WORK INSTRUCTION — Search the records for the string "push" and return each line that has it.

EXTRACTED ENTRIES —
impl Pipeline {
    pub fn new(
        config: Arc<Config>,
        runner: Arc<dyn CommandRunner>,
        generator: Arc<dyn TestGenerator>,
        store: Arc<dyn Store>,
        notifier: Arc<dyn Notifier>,
    ) -> (Self, broadcast::Receiver<PipelineEvent>) {
        let (tx, rx) = broadcast::channel(256);
        let p = Self {
            workspace: WorkspaceManager::new(Arc::clone(&config), runner),
            config,
            generator,
            parser: Arc::new(SubstringParser),
            store,
            notifier,
            event_tx: tx,
        };
        (p, rx)
    }

    pub fn with_parser(mut self, parser: Arc<dyn ResultParser>) -> Self {
        self.parser = parser;
        self
    }

    /// Execute a full run for `change`. Never fails: every outcome,
    /// including an aborted run, is reported through the returned record.
    pub async fn run(&self, change: ChangeRef) -> PipelineRun {
        let mut run = PipelineRun::new(change);
        run.status = RunStatus::Running;
        match self.store.create_run(&run) {
            Ok(id) => run.id = id,
            Err(e) => warn!(change = %run.change, "failed to persist new run: {e:#}"),
        }
        info!(run_id = run.id, change = %run.change, "pipeline run started");

        let mut workspace = None;
        match self.run_stages(&mut run, &mut workspace).await {
            Ok(()) => run.status = run.completed_status(),
            Err(e) => self.abort(&mut run, &e).await,
        }
        run.finished_at = Some(Utc::now());

        if let Err(e) = self.store.update_run(&run) {
            warn!(run_id = run.id, "failed to persist finished run: {e:#}");
        }

        if let Some(ws) = workspace {
            if self.config.keep_workspaces {
                info!(run_id = run.id, path = %ws.display(), "keeping workspace");
            } else {
                workspace::remove_workspace(&ws);
            }
        }

        info!(
            run_id = run.id,
            change = %run.change,
            status = run.status.as_str(),
            stages = run.finished_stage_count(),
            "pipeline run finished"
        );
        self.emit(PipelineEvent::Finished {
            run_id: run.id,
            status: run.status,
        });
        run
    }

    async fn run_stages(&self, run: &mut PipelineRun, workspace: &mut Option<PathBuf>) -> Result<()> {
        let ws = self.workspace.create_workspace()?;
        run.append_log(&format!("workspace: {}", ws.display()));
        *workspace = Some(ws.clone());
        let mut ctx = RunContext { workspace: ws };

        for kind in StageKind::ALL {
            let mut log = self.begin_stage(run, kind)?;
            match self.execute_stage(kind, run, &mut ctx, &mut log).await {
                Ok(done) => self.finish_stage(run, kind, log, done)?,
                Err(e) => {
                    log.line(format!("ERROR: {e:#}"));
                    let closed = StageDone::with_status(StageStatus::Failure, Value::Null);
                    if let Err(persist) = self.finish_stage(run, kind, log, closed) {
                        warn!(run_id = run.id, stage = kind.as_str(), "failed to close stage: {persist:#}");
                    }
                    return Err(e);
                }
            }
        }
        Ok(())
    }

    /// Top-level handler: the run is over, record why and tell the origin.
    async fn abort(&self, run: &mut PipelineRun, err: &anyhow::Error) {
        let msg = format!("{err:#}");
        error!(run_id = run.id, change = %run.change, "pipeline failed: {msg}");
        run.append_log(&format!("ERROR: {msg}"));
        run.status = RunStatus::Failure;
        self.notify(run, &format!("Pipeline failed: {msg}")).await;
    }

    // ── Stage bookkeeping ─────────────────────────────────────────────────

    fn begin_stage(&self, run: &mut PipelineRun, kind: StageKind) -> Result<StageLog> {
        let mut stage = Stage::new(run.id, kind);
        stage.status = StageStatus::Running;
        stage.started_at = Some(Utc::now());
        stage.id = self
            .store
            .create_stage(&stage)
            .with_context(|| format!("failed to persist {} stage", kind.as_str()))?;
        run.stages.push(stage);

        info!(run_id = run.id, stage = kind.as_str(), "stage started");
        self.emit(PipelineEvent::Stage {
            run_id: run.id,
            stage: kind,
            status: StageStatus::Running,
        });
        Ok(StageLog::default())
    }

    fn finish_stage(&self, run: &mut PipelineRun, kind: StageKind, log: StageLog, done: StageDone) -> Result<()> {
        let run_id = run.id;
        let stage = run
            .stages
            .iter_mut()
            .rev()
            .find(|s| s.kind == kind)
            .with_context(|| format!("{} stage was never started", kind.as_str()))?;
        stage.status = done.status;
        stage.finished_at = Some(Utc::now());
        stage.log = log.into_string();
        stage.payload = done.payload;
        self.store
            .update_stage(stage)
            .with_context(|| format!("failed to persist {} stage", kind.as_str()))?;

        info!(run_id, stage = kind.as_str(), status = done.status.as_str(), "stage finished");
        self.emit(PipelineEvent::Stage {
            run_id,
            stage: kind,
            status: done.status,
        });
        Ok(())
    }

    async fn execute_stage(
        &self,
        kind: StageKind,
        run: &mut PipelineRun,
        ctx: &mut RunContext,
        log: &mut StageLog,
    ) -> Result<StageDone> {
        match kind {
            StageKind::Clone => self.clone_stage(run, ctx, log).await,
            StageKind::Analysis => self.analysis_stage(ctx, log).await,
            StageKind::Generate => self.generate_stage(run, ctx, log).await,
            StageKind::Execute => self.execute_tests_stage(run, ctx, log).await,
            StageKind::Triage => self.triage_stage(run, log),
            StageKind::Patch => self.patch_stage(run, log),
            StageKind::Report => self.report_stage(run, log).await,
        }
    }

    // ── Stages ────────────────────────────────────────────────────────────

    async fn clone_stage(&self, run: &mut PipelineRun, ctx: &RunContext, log: &mut StageLog) -> Result<StageDone> {
        let repo_url = self.config.repo_url(&run.change.repo);
        let result = self
            .workspace
            .fetch_change(&ctx.workspace, &repo_url, run.change.number, &self.config.github_token)
            .await;
        log.command(
            &format!("fetch {repo_url} {}", run.change.local_branch()),
            &result,
        );
        run.append_log(&format!("clone code={}", result.exit_code));
        if !result.success() {
            return Err(PipelineError::CloneFailed {
                exit_code: result.exit_code,
            }
            .into());
        }
        Ok(StageDone::success(json!({ "exit_code": result.exit_code })))
    }

    async fn analysis_stage(&self, ctx: &RunContext, log: &mut StageLog) -> Result<StageDone> {
        let runs = analysis::run_analyzers(
            &self.workspace,
            &ctx.workspace,
            &self.config.analyzers,
            Duration::from_secs(self.config.analysis_timeout_s),
        )
        .await;
        if runs.is_empty() {
            log.line("no analyzers configured");
        }
        for r in &runs {
            log.line(format!("{}:", r.tool));
            log.command(&r.command, &r.result);
        }
        Ok(StageDone::success(analysis::payload(&runs)))
    }

    async fn generate_stage(&self, run: &mut PipelineRun, ctx: &RunContext, log: &mut StageLog) -> Result<StageDone> {
        let candidates: Vec<String> = self
            .workspace
            .list_source_files(&ctx.workspace)
            .into_iter()
            .filter(|p| is_generation_candidate(p))
            .collect();
        log.line(format!("{} source files eligible", candidates.len()));

        let mut tests = Vec::with_capacity(candidates.len());
        for path in &candidates {
            let source = match self.workspace.read_file(&ctx.workspace, path).await {
                Ok(s) => s,
                Err(e) => {
                    warn!(run_id = run.id, %path, "unreadable source, generating from empty text: {e:#}");
                    String::new()
                }
            };
            let test = self.generator.generate(path, &source).await;
            log.line(format!("{path} -> {} ({})", test.path, test.rationale));
            tests.push(test);
        }

        for (original, renamed) in dedupe_destinations(&mut tests) {
            warn!(run_id = run.id, %original, %renamed, "generated test path collision, renamed");
            log.line(format!("{original} already taken, wrote {renamed}"));
        }

        let files: BTreeMap<String, String> = tests
            .iter()
            .map(|t| (t.path.clone(), t.content.clone()))
            .collect();
        self.workspace.write_files(&ctx.workspace, &files).await?;
        for test in &tests {
            self.store.insert_generated_test(run.id, test)?;
        }

        let remote = tests.iter().filter(|t| t.source == GenerationSource::Remote).count();
        let heuristic = tests.len() - remote;
        log.line(format!("Generated {} test files", tests.len()));
        let payload = json!({
            "count": tests.len(),
            "remote": remote,
            "heuristic": heuristic,
            "files": files.keys().collect::<Vec<_>>(),
        });
        run.generated_tests = tests;
        Ok(StageDone::success(payload))
    }

    async fn execute_tests_stage(&self, run: &mut PipelineRun, ctx: &RunContext, log: &mut StageLog) -> Result<StageDone> {
        let (env, steps) = self.workspace.prepare_environment(&ctx.workspace).await;
        for step in &steps {
            log.step(step);
        }
        let env = env.ok_or(PipelineError::EnvironmentUnavailable)?;

        for step in self.workspace.install_dependencies(&ctx.workspace, &env).await {
            log.step(&step);
        }

        let started_at = Utc::now();
        let exec = self.workspace.run_tests(&ctx.workspace, &env).await;
        log.command(&exec.command, &exec.result);

        let counts = self.parser.counts(&exec.result.output);
        let mut result = TestRunResult {
            id: 0,
            run_id: run.id,
            passed: counts.passed,
            failed: counts.failed,
            errors: counts.errors,
            exit_code: exec.result.exit_code,
            raw_output: exec.result.output,
            report: exec.report,
            started_at,
            finished_at: Some(Utc::now()),
        };
        result.id = self.store.insert_test_run(&result)?;
        log.line(format!(
            "Test result: {} passed, {} failed, {} errors (exit {})",
            result.passed, result.failed, result.errors, result.exit_code
        ));

        let status = if result.exit_code == 0 {
            StageStatus::Success
        } else {
            StageStatus::Failure
        };
        let payload = json!({
            "exit_code": result.exit_code,
            "passed": result.passed,
            "failed": result.failed,
            "errors": result.errors,
            "has_report": result.report.is_some(),
        });
        run.test_result = Some(result);
        Ok(StageDone::with_status(status, payload))
    }

    fn triage_stage(&self, run: &mut PipelineRun, log: &mut StageLog) -> Result<StageDone> {
        let (failures, test_run_id) = match &run.test_result {
            Some(r) => (self.parser.failures(&r.raw_output), r.id),
            None => (Vec::new(), 0),
        };
        let clusters = cluster_failures(&failures);

        for failure in &failures {
            self.store.insert_failure(test_run_id, failure)?;
        }
        for cluster in &clusters {
            self.store.insert_cluster(run.id, cluster)?;
        }

        let overview: Vec<Value> = clusters
            .iter()
            .map(|c| json!({ "signature": c.signature, "summary": c.summary, "count": c.count }))
            .collect();
        log.line(format!("{} failures in {} clusters", failures.len(), clusters.len()));
        log.line(serde_json::to_string_pretty(&overview)?);

        let payload = json!({ "failures": failures.len(), "clusters": clusters.len() });
        run.failures = failures;
        run.clusters = clusters;
        Ok(StageDone::success(payload))
    }

    fn patch_stage(&self, run: &mut PipelineRun, log: &mut StageLog) -> Result<StageDone> {
        let patches = suggest_patches(&run.failures);
        for patch in &patches {
            self.store.insert_patch(run.id, patch)?;
        }
        if patches.is_empty() {
            log.line("No failures -> no patch");
        } else {
            log.line(format!("Suggested {} patch", patches.len()));
        }
        let payload = json!({ "suggestions": patches.len() });
        run.patches = patches;
        Ok(StageDone::success(payload))
    }

    async fn report_stage(&self, run: &mut PipelineRun, log: &mut StageLog) -> Result<StageDone> {
        let counts = run
            .test_result
            .as_ref()
            .map(TestRunResult::counts)
            .unwrap_or_default();
        let summary = format!(
            "Static analysis done. Generated {} tests. Test result: {} passed, {} failed, {} errors. Status: {}.",
            run.generated_tests.len(),
            counts.passed,
            counts.failed,
            counts.errors,
            run.completed_status().as_str()
        );
        log.line(&summary);
        let notified = self.notify(run, &summary).await;
        if !notified {
            log.line("notification failed");
        }
        Ok(StageDone::success(json!({ "summary": summary, "notified": notified })))
    }

    // ── Notify + event broadcast ──────────────────────────────────────────

    /// Best-effort: a delivery failure is logged and reported as `false`.
    async fn notify(&self, run: &PipelineRun, message: &str) -> bool {
        self.emit(PipelineEvent::Notify {
            repo: run.change.repo.clone(),
            number: run.change.number,
            message: message.to_string(),
        });
        match self
            .notifier
            .notify(&run.change.repo, run.change.number, message)
            .await
        {
            Ok(()) => true,
            Err(e) => {
                warn!(run_id = run.id, change = %run.change, "notification failed: {e:#}");
                false
            }
        }
    }

    fn emit(&self, event: PipelineEvent) {
        let _ = self.event_tx.send(event);
    }
}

SOLUTION TO THIS TASK —
        run.stages.push(stage);
            tests.push(test);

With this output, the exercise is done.